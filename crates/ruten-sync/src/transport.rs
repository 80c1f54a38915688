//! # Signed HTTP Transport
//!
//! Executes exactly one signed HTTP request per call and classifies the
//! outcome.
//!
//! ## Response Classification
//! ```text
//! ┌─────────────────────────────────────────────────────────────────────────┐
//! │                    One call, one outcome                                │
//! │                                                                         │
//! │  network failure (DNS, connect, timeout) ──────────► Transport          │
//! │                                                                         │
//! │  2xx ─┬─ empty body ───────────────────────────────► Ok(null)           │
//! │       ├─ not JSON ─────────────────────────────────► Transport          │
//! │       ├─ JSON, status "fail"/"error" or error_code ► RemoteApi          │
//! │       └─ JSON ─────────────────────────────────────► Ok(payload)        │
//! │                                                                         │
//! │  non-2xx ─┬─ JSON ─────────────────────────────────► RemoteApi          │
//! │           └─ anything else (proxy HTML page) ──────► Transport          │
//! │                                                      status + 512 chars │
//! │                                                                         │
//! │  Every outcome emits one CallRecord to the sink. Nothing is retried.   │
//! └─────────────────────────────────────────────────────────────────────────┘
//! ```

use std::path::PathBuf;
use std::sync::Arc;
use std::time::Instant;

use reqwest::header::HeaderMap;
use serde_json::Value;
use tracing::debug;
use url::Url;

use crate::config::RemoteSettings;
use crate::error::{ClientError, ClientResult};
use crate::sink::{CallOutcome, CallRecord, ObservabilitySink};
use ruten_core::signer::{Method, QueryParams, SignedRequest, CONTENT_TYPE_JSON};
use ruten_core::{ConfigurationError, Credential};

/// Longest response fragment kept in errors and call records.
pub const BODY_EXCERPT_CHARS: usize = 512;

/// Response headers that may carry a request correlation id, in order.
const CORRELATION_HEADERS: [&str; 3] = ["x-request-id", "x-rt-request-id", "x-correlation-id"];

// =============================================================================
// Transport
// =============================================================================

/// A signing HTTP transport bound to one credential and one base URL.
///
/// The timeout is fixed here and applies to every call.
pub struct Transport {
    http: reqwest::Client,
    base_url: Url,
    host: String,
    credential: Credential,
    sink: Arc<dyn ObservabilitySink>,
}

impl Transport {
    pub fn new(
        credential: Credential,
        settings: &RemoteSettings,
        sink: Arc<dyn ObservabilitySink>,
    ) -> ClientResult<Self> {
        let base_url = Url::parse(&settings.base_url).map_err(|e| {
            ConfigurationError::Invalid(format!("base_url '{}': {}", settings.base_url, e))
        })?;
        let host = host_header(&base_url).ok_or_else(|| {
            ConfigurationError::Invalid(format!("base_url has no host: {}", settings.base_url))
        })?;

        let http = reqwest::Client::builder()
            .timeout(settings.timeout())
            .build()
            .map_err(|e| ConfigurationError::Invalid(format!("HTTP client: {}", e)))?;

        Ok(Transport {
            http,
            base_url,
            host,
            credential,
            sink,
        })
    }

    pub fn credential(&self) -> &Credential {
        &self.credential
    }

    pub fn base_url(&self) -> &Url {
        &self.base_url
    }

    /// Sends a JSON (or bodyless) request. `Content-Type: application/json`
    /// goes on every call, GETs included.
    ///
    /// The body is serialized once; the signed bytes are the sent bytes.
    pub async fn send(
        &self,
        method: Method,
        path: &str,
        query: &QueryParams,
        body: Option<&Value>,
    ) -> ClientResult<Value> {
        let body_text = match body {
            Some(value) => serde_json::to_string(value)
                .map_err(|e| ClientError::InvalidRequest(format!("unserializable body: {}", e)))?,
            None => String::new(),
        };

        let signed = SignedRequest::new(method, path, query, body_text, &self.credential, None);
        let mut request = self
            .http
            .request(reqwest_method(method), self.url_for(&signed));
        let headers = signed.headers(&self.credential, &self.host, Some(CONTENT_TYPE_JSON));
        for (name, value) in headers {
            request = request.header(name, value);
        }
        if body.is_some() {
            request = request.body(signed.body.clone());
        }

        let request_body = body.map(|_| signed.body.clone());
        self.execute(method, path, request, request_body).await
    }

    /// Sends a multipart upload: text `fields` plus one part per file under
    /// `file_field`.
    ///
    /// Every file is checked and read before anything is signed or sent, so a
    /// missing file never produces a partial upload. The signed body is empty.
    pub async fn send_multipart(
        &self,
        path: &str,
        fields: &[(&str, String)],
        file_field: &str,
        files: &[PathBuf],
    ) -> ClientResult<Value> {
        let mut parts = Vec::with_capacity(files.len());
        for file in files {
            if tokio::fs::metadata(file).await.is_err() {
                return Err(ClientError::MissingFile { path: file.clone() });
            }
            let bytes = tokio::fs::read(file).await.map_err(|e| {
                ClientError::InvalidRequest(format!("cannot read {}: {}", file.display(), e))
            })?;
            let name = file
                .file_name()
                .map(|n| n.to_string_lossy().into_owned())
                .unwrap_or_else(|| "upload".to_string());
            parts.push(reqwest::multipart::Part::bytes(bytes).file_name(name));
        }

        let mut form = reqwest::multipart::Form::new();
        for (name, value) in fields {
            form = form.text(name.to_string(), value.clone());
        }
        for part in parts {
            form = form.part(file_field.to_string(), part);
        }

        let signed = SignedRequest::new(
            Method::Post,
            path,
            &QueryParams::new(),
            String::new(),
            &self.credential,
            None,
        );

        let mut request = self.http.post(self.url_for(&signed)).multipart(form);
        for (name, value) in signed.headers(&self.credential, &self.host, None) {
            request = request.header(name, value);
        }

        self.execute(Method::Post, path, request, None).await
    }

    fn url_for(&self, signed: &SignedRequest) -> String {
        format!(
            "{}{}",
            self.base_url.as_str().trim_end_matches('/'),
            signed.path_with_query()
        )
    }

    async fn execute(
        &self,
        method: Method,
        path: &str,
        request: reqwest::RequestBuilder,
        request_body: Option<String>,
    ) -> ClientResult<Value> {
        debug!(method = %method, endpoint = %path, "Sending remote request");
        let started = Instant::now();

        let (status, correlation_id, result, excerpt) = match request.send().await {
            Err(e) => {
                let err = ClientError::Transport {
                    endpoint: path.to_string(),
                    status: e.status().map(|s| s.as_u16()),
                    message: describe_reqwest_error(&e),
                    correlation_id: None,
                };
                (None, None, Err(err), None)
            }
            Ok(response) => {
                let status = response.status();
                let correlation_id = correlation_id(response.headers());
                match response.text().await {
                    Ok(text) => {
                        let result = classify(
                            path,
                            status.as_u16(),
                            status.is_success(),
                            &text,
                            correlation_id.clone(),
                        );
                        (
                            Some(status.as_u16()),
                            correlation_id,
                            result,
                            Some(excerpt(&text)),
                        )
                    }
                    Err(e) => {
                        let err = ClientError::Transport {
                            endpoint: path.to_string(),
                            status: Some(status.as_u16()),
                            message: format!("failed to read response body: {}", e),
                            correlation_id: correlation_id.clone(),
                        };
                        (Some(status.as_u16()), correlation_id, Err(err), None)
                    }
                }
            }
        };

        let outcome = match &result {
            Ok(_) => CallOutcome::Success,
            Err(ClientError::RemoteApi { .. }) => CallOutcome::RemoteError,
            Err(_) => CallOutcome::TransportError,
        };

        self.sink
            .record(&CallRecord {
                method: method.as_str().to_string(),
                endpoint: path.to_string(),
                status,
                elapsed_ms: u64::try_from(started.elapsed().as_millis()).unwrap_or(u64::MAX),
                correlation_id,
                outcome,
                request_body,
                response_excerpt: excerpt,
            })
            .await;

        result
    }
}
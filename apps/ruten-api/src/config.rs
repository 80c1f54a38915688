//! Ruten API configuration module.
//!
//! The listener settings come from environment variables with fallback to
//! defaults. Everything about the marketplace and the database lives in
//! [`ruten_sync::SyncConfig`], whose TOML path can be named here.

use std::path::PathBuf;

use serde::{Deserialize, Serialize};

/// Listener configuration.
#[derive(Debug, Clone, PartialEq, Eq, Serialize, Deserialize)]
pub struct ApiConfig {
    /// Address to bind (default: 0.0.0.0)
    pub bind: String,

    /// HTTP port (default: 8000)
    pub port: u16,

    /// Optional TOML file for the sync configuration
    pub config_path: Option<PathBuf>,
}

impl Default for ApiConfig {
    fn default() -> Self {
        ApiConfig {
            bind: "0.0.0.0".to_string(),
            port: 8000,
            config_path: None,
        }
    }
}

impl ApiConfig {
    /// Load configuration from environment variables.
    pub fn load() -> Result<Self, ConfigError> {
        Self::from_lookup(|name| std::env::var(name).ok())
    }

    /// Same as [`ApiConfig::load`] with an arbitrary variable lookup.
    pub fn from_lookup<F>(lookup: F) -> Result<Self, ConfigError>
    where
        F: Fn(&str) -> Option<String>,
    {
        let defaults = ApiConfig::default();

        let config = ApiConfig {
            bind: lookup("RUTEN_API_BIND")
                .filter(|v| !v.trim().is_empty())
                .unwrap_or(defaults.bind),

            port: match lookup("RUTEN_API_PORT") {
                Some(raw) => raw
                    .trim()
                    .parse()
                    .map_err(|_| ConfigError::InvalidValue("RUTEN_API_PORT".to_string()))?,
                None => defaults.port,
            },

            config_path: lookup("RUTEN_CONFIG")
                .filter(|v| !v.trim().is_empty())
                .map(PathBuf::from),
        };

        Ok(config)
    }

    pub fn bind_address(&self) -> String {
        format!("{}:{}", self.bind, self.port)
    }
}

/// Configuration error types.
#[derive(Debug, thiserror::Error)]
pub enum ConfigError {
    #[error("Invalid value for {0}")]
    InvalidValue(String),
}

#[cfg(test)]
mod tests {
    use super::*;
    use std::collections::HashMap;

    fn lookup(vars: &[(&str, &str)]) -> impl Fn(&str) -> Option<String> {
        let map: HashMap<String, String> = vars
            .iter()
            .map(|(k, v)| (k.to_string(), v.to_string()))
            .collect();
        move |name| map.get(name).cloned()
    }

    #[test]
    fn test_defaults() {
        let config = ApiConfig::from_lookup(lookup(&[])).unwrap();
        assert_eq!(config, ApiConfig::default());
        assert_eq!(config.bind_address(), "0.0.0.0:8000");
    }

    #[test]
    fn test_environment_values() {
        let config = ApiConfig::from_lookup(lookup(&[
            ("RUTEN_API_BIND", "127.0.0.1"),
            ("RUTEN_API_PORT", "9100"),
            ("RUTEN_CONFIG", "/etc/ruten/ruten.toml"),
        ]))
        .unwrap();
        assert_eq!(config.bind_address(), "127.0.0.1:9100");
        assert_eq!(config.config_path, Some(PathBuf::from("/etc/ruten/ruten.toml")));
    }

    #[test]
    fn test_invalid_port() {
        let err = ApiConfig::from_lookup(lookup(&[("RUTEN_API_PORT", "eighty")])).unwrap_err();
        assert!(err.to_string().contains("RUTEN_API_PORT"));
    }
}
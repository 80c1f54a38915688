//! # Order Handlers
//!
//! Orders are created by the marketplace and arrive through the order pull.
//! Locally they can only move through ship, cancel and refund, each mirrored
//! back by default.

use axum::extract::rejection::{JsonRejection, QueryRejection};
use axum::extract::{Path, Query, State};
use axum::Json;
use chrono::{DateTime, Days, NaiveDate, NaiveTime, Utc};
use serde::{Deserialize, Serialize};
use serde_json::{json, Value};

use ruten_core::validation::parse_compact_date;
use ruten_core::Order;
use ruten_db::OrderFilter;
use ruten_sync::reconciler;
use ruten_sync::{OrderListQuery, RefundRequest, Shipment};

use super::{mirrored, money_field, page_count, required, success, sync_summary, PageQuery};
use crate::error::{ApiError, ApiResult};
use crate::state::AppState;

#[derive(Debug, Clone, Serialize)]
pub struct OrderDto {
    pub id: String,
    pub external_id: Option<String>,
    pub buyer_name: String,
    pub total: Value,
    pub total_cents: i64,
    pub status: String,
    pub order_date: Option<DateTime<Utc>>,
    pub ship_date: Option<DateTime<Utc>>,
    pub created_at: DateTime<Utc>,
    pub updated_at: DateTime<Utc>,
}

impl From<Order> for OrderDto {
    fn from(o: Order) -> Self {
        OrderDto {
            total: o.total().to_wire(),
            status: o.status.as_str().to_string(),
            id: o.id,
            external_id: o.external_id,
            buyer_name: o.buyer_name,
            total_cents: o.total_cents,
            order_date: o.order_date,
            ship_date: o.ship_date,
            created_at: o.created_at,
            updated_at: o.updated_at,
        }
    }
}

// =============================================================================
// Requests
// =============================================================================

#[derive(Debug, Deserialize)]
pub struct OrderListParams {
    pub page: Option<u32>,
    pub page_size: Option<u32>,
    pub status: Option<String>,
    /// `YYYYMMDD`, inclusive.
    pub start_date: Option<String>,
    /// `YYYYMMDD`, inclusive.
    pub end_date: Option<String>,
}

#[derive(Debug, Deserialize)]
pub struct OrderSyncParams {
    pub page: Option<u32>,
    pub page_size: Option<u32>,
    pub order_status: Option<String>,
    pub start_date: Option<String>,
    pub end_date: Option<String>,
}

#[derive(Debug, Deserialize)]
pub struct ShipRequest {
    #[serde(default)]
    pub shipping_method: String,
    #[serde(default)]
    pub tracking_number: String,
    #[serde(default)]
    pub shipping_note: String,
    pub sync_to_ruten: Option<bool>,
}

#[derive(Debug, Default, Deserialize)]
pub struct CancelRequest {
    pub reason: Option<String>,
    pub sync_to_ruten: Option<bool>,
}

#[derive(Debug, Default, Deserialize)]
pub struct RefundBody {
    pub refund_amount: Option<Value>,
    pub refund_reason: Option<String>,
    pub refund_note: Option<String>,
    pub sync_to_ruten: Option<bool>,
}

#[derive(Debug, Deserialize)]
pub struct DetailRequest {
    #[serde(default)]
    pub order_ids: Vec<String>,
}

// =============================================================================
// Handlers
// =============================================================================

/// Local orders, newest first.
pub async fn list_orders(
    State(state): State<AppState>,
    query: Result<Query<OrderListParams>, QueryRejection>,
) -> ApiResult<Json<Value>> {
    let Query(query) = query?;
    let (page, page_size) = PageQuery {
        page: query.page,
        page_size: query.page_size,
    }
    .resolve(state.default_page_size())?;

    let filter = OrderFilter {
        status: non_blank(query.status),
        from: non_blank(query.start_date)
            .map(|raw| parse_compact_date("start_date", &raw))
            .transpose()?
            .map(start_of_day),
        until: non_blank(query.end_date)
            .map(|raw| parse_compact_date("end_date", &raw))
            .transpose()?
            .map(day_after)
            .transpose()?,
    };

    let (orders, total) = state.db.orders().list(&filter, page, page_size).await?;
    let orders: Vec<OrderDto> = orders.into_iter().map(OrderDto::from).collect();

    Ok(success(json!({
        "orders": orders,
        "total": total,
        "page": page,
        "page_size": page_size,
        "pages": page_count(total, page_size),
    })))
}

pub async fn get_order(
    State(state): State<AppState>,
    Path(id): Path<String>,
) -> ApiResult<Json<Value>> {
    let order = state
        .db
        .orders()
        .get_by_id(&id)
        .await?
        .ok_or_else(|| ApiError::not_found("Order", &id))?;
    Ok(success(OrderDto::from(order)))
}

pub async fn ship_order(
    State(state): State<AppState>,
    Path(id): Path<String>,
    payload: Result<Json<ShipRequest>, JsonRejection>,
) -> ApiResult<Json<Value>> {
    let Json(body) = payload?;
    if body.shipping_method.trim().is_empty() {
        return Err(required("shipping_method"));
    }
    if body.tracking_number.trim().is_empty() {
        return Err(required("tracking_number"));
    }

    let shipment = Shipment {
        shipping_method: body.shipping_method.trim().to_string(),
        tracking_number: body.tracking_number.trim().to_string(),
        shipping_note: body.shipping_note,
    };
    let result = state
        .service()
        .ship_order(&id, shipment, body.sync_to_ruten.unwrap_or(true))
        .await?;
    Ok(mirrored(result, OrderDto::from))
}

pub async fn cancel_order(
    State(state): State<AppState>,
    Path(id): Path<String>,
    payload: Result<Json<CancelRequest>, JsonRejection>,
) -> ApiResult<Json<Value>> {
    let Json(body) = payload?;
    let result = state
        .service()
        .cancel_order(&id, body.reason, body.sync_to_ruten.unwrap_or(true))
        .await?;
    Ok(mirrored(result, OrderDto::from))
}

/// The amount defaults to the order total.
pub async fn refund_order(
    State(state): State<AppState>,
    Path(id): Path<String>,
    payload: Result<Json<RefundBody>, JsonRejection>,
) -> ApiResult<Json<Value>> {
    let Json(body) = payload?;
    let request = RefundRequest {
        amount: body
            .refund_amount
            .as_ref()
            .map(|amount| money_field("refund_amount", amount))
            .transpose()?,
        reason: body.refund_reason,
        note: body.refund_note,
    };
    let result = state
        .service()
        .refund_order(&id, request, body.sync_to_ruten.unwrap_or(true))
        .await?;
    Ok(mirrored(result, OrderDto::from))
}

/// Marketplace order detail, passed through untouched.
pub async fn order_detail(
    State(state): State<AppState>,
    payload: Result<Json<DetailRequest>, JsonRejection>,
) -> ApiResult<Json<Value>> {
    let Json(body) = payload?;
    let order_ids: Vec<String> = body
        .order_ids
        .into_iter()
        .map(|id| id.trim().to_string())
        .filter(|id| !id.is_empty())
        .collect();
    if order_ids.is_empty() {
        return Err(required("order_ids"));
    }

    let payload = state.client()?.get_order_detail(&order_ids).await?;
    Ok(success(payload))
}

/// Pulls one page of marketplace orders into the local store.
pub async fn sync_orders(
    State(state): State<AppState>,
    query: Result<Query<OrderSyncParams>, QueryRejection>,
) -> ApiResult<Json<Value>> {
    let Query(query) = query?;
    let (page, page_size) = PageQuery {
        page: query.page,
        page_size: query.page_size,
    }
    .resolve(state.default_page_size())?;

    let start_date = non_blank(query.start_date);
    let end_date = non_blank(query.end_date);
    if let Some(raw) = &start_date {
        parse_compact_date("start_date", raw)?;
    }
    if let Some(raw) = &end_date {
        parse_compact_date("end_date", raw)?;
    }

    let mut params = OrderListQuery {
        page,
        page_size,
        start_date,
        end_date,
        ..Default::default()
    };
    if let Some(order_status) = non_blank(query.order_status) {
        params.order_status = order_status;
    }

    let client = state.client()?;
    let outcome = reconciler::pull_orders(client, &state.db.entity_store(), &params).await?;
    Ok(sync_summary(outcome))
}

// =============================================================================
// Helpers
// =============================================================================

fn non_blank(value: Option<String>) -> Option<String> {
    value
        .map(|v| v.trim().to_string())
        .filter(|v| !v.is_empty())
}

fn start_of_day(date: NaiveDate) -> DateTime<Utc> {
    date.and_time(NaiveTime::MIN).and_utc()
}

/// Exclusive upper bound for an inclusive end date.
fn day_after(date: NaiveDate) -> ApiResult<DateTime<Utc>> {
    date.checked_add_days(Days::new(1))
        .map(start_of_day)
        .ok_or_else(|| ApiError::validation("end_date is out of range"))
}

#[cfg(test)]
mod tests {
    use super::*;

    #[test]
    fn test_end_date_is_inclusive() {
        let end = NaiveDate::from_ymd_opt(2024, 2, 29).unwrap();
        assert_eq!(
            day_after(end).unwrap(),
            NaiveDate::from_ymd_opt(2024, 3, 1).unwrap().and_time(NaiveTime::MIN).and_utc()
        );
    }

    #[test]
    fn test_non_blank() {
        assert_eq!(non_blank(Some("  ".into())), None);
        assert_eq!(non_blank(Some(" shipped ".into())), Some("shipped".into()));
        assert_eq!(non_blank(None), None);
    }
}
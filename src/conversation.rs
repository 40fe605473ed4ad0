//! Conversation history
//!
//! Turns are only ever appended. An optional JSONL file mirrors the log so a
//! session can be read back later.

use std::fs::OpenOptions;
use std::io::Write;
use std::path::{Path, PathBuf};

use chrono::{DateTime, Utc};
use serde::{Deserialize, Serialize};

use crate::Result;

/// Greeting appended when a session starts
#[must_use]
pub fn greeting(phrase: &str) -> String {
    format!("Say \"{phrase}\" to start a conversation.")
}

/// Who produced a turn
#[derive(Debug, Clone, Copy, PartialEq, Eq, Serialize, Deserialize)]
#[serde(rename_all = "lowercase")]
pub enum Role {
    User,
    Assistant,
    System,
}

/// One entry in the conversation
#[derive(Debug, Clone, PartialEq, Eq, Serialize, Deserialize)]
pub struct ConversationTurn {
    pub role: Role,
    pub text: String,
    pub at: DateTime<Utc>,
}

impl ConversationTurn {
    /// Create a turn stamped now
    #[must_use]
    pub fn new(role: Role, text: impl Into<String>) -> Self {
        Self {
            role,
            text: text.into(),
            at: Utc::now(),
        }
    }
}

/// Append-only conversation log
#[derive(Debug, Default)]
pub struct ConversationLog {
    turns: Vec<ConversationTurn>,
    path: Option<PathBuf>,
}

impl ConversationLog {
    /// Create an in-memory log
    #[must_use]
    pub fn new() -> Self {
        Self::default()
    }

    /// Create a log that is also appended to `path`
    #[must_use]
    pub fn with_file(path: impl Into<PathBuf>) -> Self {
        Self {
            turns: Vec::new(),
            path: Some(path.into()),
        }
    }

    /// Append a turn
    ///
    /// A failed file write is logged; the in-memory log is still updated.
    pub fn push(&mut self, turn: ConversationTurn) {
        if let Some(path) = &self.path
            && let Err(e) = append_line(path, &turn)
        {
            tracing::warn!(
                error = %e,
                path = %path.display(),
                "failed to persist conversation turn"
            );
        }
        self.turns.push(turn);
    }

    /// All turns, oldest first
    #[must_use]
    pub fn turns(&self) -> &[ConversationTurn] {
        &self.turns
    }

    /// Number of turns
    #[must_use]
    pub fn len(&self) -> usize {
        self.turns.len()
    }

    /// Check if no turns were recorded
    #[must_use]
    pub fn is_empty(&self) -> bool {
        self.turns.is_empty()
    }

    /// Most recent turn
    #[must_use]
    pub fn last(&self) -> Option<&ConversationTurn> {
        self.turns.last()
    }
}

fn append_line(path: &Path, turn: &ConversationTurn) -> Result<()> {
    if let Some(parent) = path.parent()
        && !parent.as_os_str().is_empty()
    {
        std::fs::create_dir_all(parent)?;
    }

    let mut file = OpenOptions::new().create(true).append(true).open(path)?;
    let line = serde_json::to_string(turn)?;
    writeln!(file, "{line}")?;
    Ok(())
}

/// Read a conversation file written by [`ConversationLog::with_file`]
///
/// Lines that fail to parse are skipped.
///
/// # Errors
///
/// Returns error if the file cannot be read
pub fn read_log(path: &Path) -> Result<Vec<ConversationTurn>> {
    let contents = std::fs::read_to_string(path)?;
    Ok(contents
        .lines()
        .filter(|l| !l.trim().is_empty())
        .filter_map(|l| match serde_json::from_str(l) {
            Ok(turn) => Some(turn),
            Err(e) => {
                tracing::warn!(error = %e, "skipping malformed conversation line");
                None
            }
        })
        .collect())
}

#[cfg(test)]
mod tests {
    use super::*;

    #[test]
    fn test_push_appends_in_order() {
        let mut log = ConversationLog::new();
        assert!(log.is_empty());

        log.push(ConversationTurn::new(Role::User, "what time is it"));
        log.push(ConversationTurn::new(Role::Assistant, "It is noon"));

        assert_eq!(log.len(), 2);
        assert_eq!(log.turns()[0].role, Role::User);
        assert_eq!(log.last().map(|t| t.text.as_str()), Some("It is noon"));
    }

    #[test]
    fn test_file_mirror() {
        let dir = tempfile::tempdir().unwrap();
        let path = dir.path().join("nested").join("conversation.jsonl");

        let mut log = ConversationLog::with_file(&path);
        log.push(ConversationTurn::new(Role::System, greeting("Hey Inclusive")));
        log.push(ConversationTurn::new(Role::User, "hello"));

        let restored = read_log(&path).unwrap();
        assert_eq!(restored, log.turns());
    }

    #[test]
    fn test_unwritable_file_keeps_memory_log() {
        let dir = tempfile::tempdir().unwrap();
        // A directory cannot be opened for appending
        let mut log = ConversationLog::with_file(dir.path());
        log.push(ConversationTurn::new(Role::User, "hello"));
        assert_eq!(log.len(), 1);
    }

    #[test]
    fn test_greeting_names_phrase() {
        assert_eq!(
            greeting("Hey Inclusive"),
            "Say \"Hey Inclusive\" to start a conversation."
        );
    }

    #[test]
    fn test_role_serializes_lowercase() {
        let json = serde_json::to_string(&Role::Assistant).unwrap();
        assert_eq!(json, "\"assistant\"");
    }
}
□ □ □ □ □ □ □
**Problem statement:** Retype every line of the listing, word for word, from its opening line to the line that holds "id, in order.", and include that last line too.

**Solution:**
filename crates/ruten-sync/src/transport.rs
repository 80c1f54a38915688
//! # Signed HTTP Transport
//!
//! Executes exactly one signed HTTP request per call and classifies the
//! outcome.
//!
//! ## Response Classification
//! ```text
//! ┌─────────────────────────────────────────────────────────────────────────┐
//! │                    One call, one outcome                                │
//! │                                                                         │
//! │  network failure (DNS, connect, timeout) ──────────► Transport          │
//! │                                                                         │
//! │  2xx ─┬─ empty body ───────────────────────────────► Ok(null)           │
//! │       ├─ not JSON ─────────────────────────────────► Transport          │
//! │       ├─ JSON, status "fail"/"error" or error_code ► RemoteApi          │
//! │       └─ JSON ─────────────────────────────────────► Ok(payload)        │
//! │                                                                         │
//! │  non-2xx ─┬─ JSON ─────────────────────────────────► RemoteApi          │
//! │           └─ anything else (proxy HTML page) ──────► Transport          │
//! │                                                      status + 512 chars │
//! │                                                                         │
//! │  Every outcome emits one CallRecord to the sink. Nothing is retried.   │
//! └─────────────────────────────────────────────────────────────────────────┘
//! ```

use std::path::PathBuf;
use std::sync::Arc;
use std::time::Instant;

use reqwest::header::HeaderMap;
use serde_json::Value;
use tracing::debug;
use url::Url;

use crate::config::RemoteSettings;
use crate::error::{ClientError, ClientResult};
use crate::sink::{CallOutcome, CallRecord, ObservabilitySink};
use ruten_core::signer::{Method, QueryParams, SignedRequest, CONTENT_TYPE_JSON};
use ruten_core::{ConfigurationError, Credential};

/// Longest response fragment kept in errors and call records.
pub const BODY_EXCERPT_CHARS: usize = 512;

/// Response headers that may carry a request correlation id, in order.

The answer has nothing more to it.